== Records for the exercise
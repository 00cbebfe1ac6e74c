//! Workflow orchestrator
//!
//! Runs the stages strictly in order over one shared blackboard. A stage's
//! output file is the only thing the next stage sees, through its input
//! directory.

use super::types::{StageReport, WorkflowAgent, WorkflowReport, WorkflowRole};
use super::validate::validate;
use crate::error::{Error, Result};
use crate::runner::{AgentOptions, AgentRunner};
use baton_llm::SharedState;
use chrono::Utc;
use std::path::{Path, PathBuf};
use std::sync::Arc;
use std::time::Instant;
use tracing::{info, warn};

/// Runs validated workflows on an [`AgentRunner`]
pub struct WorkflowOrchestrator {
    runner: Arc<AgentRunner>,
    base_dir: Option<PathBuf>,
}

impl WorkflowOrchestrator {
    /// Create an orchestrator on top of a runner
    pub fn new(runner: Arc<AgentRunner>) -> Self {
        Self {
            runner,
            base_dir: None,
        }
    }

    /// Resolve relative input and output directories against `dir`
    #[must_use]
    pub fn with_base_dir(mut self, dir: impl Into<PathBuf>) -> Self {
        self.base_dir = Some(dir.into());
        self
    }

    /// Validate the workflow against the runner's config store
    pub async fn validate(&self, agents: &[WorkflowAgent]) -> Result<()> {
        validate(agents, self.runner.config_store().as_ref()).await
    }

    /// Validate and run every stage, stopping at the first failure
    ///
    /// The blackboard lives for the whole run and is cleared afterwards,
    /// whether or not a stage failed.
    pub async fn execute(&self, agents: &[WorkflowAgent], seed: &str) -> Result<WorkflowReport> {
        self.validate(agents).await?;

        let shared_state = SharedState::new();
        let mut report = WorkflowReport::start();
        info!(workflow_id = %report.id, stages = agents.len(), "Starting workflow");

        for (index, stage) in agents.iter().enumerate() {
            match self.run_stage(index, agents.len(), stage, seed, &shared_state).await {
                Ok(stage_report) => report.stages.push(stage_report),
                Err(e) => {
                    warn!(workflow_id = %report.id, stage = %stage.name, index, error = %e, "Workflow stage failed");
                    shared_state.clear();
                    return Err(Error::StageFailed {
                        stage: stage.name.clone(),
                        index,
                        source: Box::new(e),
                    });
                }
            }
        }

        shared_state.clear();
        report.finished_at = Some(Utc::now());
        info!(workflow_id = %report.id, stages = report.stages.len(), "Workflow finished");
        Ok(report)
    }

    async fn run_stage(
        &self,
        index: usize,
        total: usize,
        stage: &WorkflowAgent,
        seed: &str,
        shared_state: &SharedState,
    ) -> Result<StageReport> {
        let files = match &stage.input {
            Some(input) => self.input_files(stage, &self.resolve(input)).await?,
            None => Vec::new(),
        };

        let prompt = match stage.role {
            WorkflowRole::Master => seed.to_string(),
            WorkflowRole::Worker => worker_instruction(stage, index, total, seed),
        };

        let started = Instant::now();
        let agent = stage.to_agent_config(self.runner.settings.default_max_recursions);
        let attachments = files.len();
        info!(stage = %stage.name, index, role = stage.role.as_str(), attachments, "Running stage");

        let outcome = self
            .runner
            .run(
                AgentOptions::new(agent, prompt)
                    .with_files(files)
                    .with_shared_state(shared_state.clone()),
            )
            .await?;

        let output_dir = stage
            .output
            .as_deref()
            .map(|dir| self.resolve(dir))
            .ok_or_else(|| Error::InvalidWorkflow(format!("'{}' has no output", stage.name)))?;
        tokio::fs::create_dir_all(&output_dir).await?;
        let output_file = output_dir.join(format!("{}.md", stage.name));
        tokio::fs::write(&output_file, outcome.text.as_bytes()).await?;

        info!(stage = %stage.name, file = %output_file.display(), "Stage output written");
        Ok(StageReport {
            name: stage.name.clone(),
            role: stage.role,
            output_file,
            attachments,
            turns: outcome.turns,
            text: outcome.text,
            duration_ms: started.elapsed().as_millis() as u64,
        })
    }

    fn resolve(&self, dir: &Path) -> PathBuf {
        match &self.base_dir {
            Some(base) if dir.is_relative() => base.join(dir),
            _ => dir.to_path_buf(),
        }
    }

    /// Regular files directly inside `dir`, sorted by name
    async fn input_files(&self, stage: &WorkflowAgent, dir: &Path) -> Result<Vec<PathBuf>> {
        let mut entries = tokio::fs::read_dir(dir).await.map_err(|e| {
            Error::Io(std::io::Error::new(
                e.kind(),
                format!("input directory {} of '{}': {e}", dir.display(), stage.name),
            ))
        })?;

        let mut files = Vec::new();
        while let Some(entry) = entries.next_entry().await? {
            if entry.file_type().await?.is_file() {
                files.push(entry.path());
            }
        }
        files.sort();

        if files.is_empty() {
            warn!(stage = %stage.name, dir = %dir.display(), "Input directory is empty");
        }
        Ok(files)
    }
}

fn worker_instruction(stage: &WorkflowAgent, index: usize, total: usize, seed: &str) -> String {
    format!(
        "You are '{}', stage {} of {} in a workflow. The attached files are the previous \
         stage's output. Carry the work forward and reply with your result only.\n\n\
         Original task: {}",
        stage.name,
        index + 1,
        total,
        seed
    )
}

#[cfg(test)]
mod tests {
    use super::*;
    use crate::config::{AppConfig, FileConfigStore};
    use baton_llm::{BackendOutcome, ModelConfig, ProviderKind, ScriptedBackend};

    fn runner(backend: Arc<ScriptedBackend>) -> Arc<AgentRunner> {
        let mut config = AppConfig::default();
        config.models.insert(
            "fast".to_string(),
            ModelConfig::new(ProviderKind::OpenAi, "gpt-4o-mini"),
        );
        Arc::new(AgentRunner::new(
            backend,
            Arc::new(FileConfigStore::in_memory(config)),
        ))
    }

    fn pipeline() -> Vec<WorkflowAgent> {
        vec![
            WorkflowAgent::master("planner", "fast", "plan"),
            WorkflowAgent::worker("writer", "fast", "plan", "draft"),
        ]
    }

    #[tokio::test]
    async fn test_stages_chain_through_files() {
        let dir = tempfile::tempdir().unwrap();
        let backend = Arc::new(ScriptedBackend::new());
        backend.push(BackendOutcome::answer("1. intro\n2. body"));
        backend.push(BackendOutcome::answer("# Draft"));

        let orchestrator = WorkflowOrchestrator::new(runner(backend.clone())).with_base_dir(dir.path());
        let report = orchestrator.execute(&pipeline(), "write a post").await.unwrap();

        assert_eq!(report.stages.len(), 2);
        assert!(report.finished_at.is_some());
        assert_eq!(report.final_text(), Some("# Draft"));
        assert_eq!(
            std::fs::read_to_string(dir.path().join("plan/planner.md")).unwrap(),
            "1. intro\n2. body"
        );
        assert_eq!(
            std::fs::read_to_string(dir.path().join("draft/writer.md")).unwrap(),
            "# Draft"
        );

        let requests = backend.requests();
        assert_eq!(requests[0].prompt, "write a post");
        assert!(requests[0].attachments.is_empty());
        assert!(requests[1].prompt.contains("'writer', stage 2 of 2"));
        assert!(requests[1].prompt.contains("write a post"));
        assert_eq!(requests[1].attachments.len(), 1);
        assert_eq!(requests[1].attachments[0].name, "planner.md");
        assert_eq!(report.stages[1].attachments, 1);
    }

    #[tokio::test]
    async fn test_missing_input_fails_stage() {
        let dir = tempfile::tempdir().unwrap();
        let backend = Arc::new(ScriptedBackend::new());
        let mut agents = pipeline();
        agents[1].input = Some("nowhere".into());

        let err = WorkflowOrchestrator::new(runner(backend.clone()))
            .with_base_dir(dir.path())
            .execute(&agents, "seed")
            .await
            .unwrap_err();

        match err {
            Error::StageFailed { stage, index, source } => {
                assert_eq!(stage, "writer");
                assert_eq!(index, 1);
                assert!(matches!(*source, Error::Io(_)));
            }
            other => panic!("expected StageFailed, got {other:?}"),
        }
        assert_eq!(backend.step_count(), 1);
    }

    #[tokio::test]
    async fn test_blackboard_shared_and_cleared() {
        let dir = tempfile::tempdir().unwrap();
        let backend = Arc::new(ScriptedBackend::new());
        let orchestrator = WorkflowOrchestrator::new(runner(backend.clone())).with_base_dir(dir.path());
        orchestrator.execute(&pipeline(), "seed").await.unwrap();

        let requests = backend.requests();
        assert!(requests[0].shared_state.same_as(&requests[1].shared_state));
        assert!(requests[1].shared_state.is_empty());
    }

    #[tokio::test]
    async fn test_invalid_workflow_runs_nothing() {
        let backend = Arc::new(ScriptedBackend::new());
        let err = WorkflowOrchestrator::new(runner(backend.clone()))
            .execute(&[], "seed")
            .await
            .unwrap_err();
        assert!(matches!(err, Error::InvalidWorkflow(_)));
        assert_eq!(backend.step_count(), 0);
    }
}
====
Locate the word "BackendOutcome" in the entries, and copy every line where it is found.

    use baton_llm::{BackendOutcome, ModelConfig, ProviderKind, ScriptedBackend};
        backend.push(BackendOutcome::answer("1. intro\n2. body"));
        backend.push(BackendOutcome::answer("# Draft"));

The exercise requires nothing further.